Tourism dominates Antigua and Barbuda’s economy, accounting for more than half of the gross domestic product (GDP). The island, which is famous for its many luxury resorts located around the coastline, has a GNI of US$12,640.
“The growing medical schools and its students also add much to the economy. The University of Health Sciences Antigua and the American University of Antigua College of Medicine teach aspiring doctors,” said the World Bank.
It said democracy in the Dutch-speaking Suriname, which is fifth on the list of Caribbean countries, gained some strength after the turbulent 1990s, and its economy became more diversified and less dependent on Dutch financial assistance.
Bauxite (aluminium ore) mining continues to be a strong revenue source, and the discovery and exploitation of oil and gold has added substantially to Suriname’s economic independence,” the World Bank said.
“Agriculture, especially rice and bananas, remains a strong component of the economy, and ecotourism is providing new economic opportunities,” it added, noting that Suriname has a GNI of US$8,480.
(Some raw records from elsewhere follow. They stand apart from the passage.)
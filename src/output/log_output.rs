// 该文件是 Quyu （区域检测） 项目的一部分。
// src/output/log_output.rs - 检测结果文本输出
//
// 本文件根据 Apache 许可证第 2.0 版（以下简称“许可证”）授权使用；
// 除非遵守该许可证条款，否则您不得使用本文件。
// 您可通过以下网址获取许可证副本：
// http://www.apache.org/licenses/LICENSE-2.0
// 除非适用法律要求或书面同意，根据本许可协议分发的软件均按“原样”提供，
// 不附带任何形式的明示或暗示的保证或条件。
// 有关许可权限与限制的具体条款，请参阅本许可协议。
//
// Copyright (C) 2026 Johann Li <me@qinka.pro>, Wareless Group

use std::sync::atomic::{AtomicUsize, Ordering};

use serde_json::{Value, json};
use thiserror::Error;
use tracing::info;
use url::Url;

use crate::{
  FromUrl, FromUrlWithScheme,
  frame::ImageFrame,
  model::{DetectItem, DetectResult, WithLabel},
  output::Render,
};

#[derive(Error, Debug)]
pub enum LogOutputError {
  #[error("URI 方案不匹配")]
  SchemeMismatch,
}

/// 将检测结果打印到标准输出，`?json` 时每帧输出一行 JSON
pub struct LogOutput {
  json: bool,
  frame_counter: AtomicUsize,
}

impl FromUrlWithScheme for LogOutput {
  const SCHEME: &'static str = "log";
}

impl FromUrl for LogOutput {
  type Error = LogOutputError;

  fn from_url(url: &Url) -> Result<Self, Self::Error> {
    if url.scheme() != Self::SCHEME {
      return Err(LogOutputError::SchemeMismatch);
    }

    Ok(LogOutput {
      json: url.query_pairs().any(|(k, _)| k == "json"),
      frame_counter: AtomicUsize::new(0),
    })
  }
}

pub fn format_item<T: WithLabel>(index: usize, item: &DetectItem<T>) -> String {
  format!(
    "[{},{}] element, prob = {:.4}    ({:.0},{:.0})-({:.0},{:.0})",
    index,
    item.kind.to_label_str(),
    item.score,
    item.bbox[0],
    item.bbox[1],
    item.bbox[2],
    item.bbox[3]
  )
}

pub fn json_record<T: WithLabel>(
  frame_index: usize,
  size: (u32, u32),
  result: &DetectResult<T>,
) -> Value {
  let detections: Vec<Value> = result
    .iter()
    .map(|item| {
      json!({
        "class_id": item.kind.to_label_id(),
        "label": item.kind.to_label_str(),
        "confidence": item.score,
        "bbox": item.bbox,
      })
    })
    .collect();

  json!({
    "frame": frame_index,
    "width": size.0,
    "height": size.1,
    "detections": detections,
  })
}

impl<const W: u32, const H: u32, T: WithLabel> Render<ImageFrame<W, H>, DetectResult<T>>
  for LogOutput
{
  type Error = LogOutputError;

  fn render_result(
    &self,
    frame: &ImageFrame<W, H>,
    result: &DetectResult<T>,
  ) -> Result<(), Self::Error> {
    let frame_index = self.frame_counter.fetch_add(1, Ordering::Relaxed);

    if self.json {
      println!("{}", json_record(frame_index, frame.origin_size(), result));
    } else {
      info!("第 {} 帧: 检测到 {} 个对象", frame_index, result.len());
      for (i, item) in result.iter().enumerate() {
        println!("{}", format_item(i, item));
      }
    }

    Ok(())
  }
}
Grenada’s economic progress in fiscal reforms and prudent macroeconomic management have boosted annual growth to five and six per cent in 1998–1999 and the World Bank said the increase in economic activity has been led by construction and trade. Tourist facilities are being expanded as tourism is the leading foreign exchange earner.
“Grenada is also a leading producer of several spices. Cinnamon, cloves, ginger, mace, allspice, orange and citrus peels, wild coffee used by the locals, and especially nutmeg, providing 20 percent of the world’s supply, are all important exports.”
The island has a GNI of US$7,110, which is higher than that of St Lucia, estimated at US$6,530 (GNI)
The World Bank said St Lucia’s educated workforce and improvements in roads, communications, water supply, sewerage, and port facilities have attracted foreign investment in tourism and in petroleum storage and transhipment.
“The island nation has been able to attract foreign business and investment, especially in its offshore banking and tourism industries, which is the its main source of revenue,” the financial institution said, noting that the manufacturing sector is the most diverse in the Eastern Caribbean, and the government is trying to revitalize the banana industry.
Jamaica, which has had to look to the International Monetary Fund (IMF) for assistance in shoring up its economy, is listed below Dominica and St. Vincent and the Grenadines and above Guyana.
The island with a GNI of US$5,140 has a mixed economy with both state enterprises and private sector businesses.
“Major sectors of the Jamaican economy include agriculture, mining, manufacturing, tourism, and financial and insurance services. Tourism and mining are the leading earners of foreign exchange. Half of the Jamaican economy is generated by income coming from services such as tourism. An estimated 1.3 million foreign tourists visit Jamaica every year,” the World Bank noted.
It said that the 2014 report did not give specific gross national income information for Cuba, the Dominican Republic, Barbados or Haiti.